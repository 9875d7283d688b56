use std::sync::Arc;

use serde::Serialize;
use warp::{reply, Reply};

use crate::command_server::ApiError;
use crate::convert;
use crate::types::{ChannelManagerType, PeerManagerType};

#[derive(Serialize)]
pub struct NodeInfo {
    pub pubkey: String,
    pub num_channels: usize,
    pub num_usable_channels: usize,
    pub local_balance_msat: u64,
    pub num_peers: usize,
}

/// GET /owner/node_info -> NodeInfo
pub async fn node_info(
    channel_manager: Arc<ChannelManagerType>,
    peer_manager: Arc<PeerManagerType>,
) -> Result<impl Reply, ApiError> {
    let pubkey = channel_manager.get_our_node_id();
    let pubkey = convert::pubkey_to_hex(&pubkey);

    let channels = channel_manager.list_channels();
    let num_channels = channels.len();
    let num_usable_channels = channels.iter().filter(|c| c.is_usable).count();

    let local_balance_msat = channels.iter().map(|c| c.balance_msat).sum();
    let num_peers = peer_manager.get_peer_node_ids().len();

    let resp = NodeInfo {
        pubkey,
        num_channels,
        num_usable_channels,
        local_balance_msat,
        num_peers,
    };

    Ok(reply::json(&resp))
}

********

Your task is to return, exactly and on their own, the lines from the one containing "pub struct NodeInfo" through the last line of the listing.

▶ **OUTPUT BELOW**:
pub struct NodeInfo {
    pub pubkey: String,
    pub num_channels: usize,
    pub num_usable_channels: usize,
    pub local_balance_msat: u64,
    pub num_peers: usize,
}

/// GET /owner/node_info -> NodeInfo
pub async fn node_info(
    channel_manager: Arc<ChannelManagerType>,
    peer_manager: Arc<PeerManagerType>,
) -> Result<impl Reply, ApiError> {
    let pubkey = channel_manager.get_our_node_id();
    let pubkey = convert::pubkey_to_hex(&pubkey);

    let channels = channel_manager.list_channels();
    let num_channels = channels.len();
    let num_usable_channels = channels.iter().filter(|c| c.is_usable).count();

    let local_balance_msat = channels.iter().map(|c| c.balance_msat).sum();
    let num_peers = peer_manager.get_peer_node_ids().len();

    let resp = NodeInfo {
        pubkey,
        num_channels,
        num_usable_channels,
        local_balance_msat,
        num_peers,
    };

    Ok(reply::json(&resp))
}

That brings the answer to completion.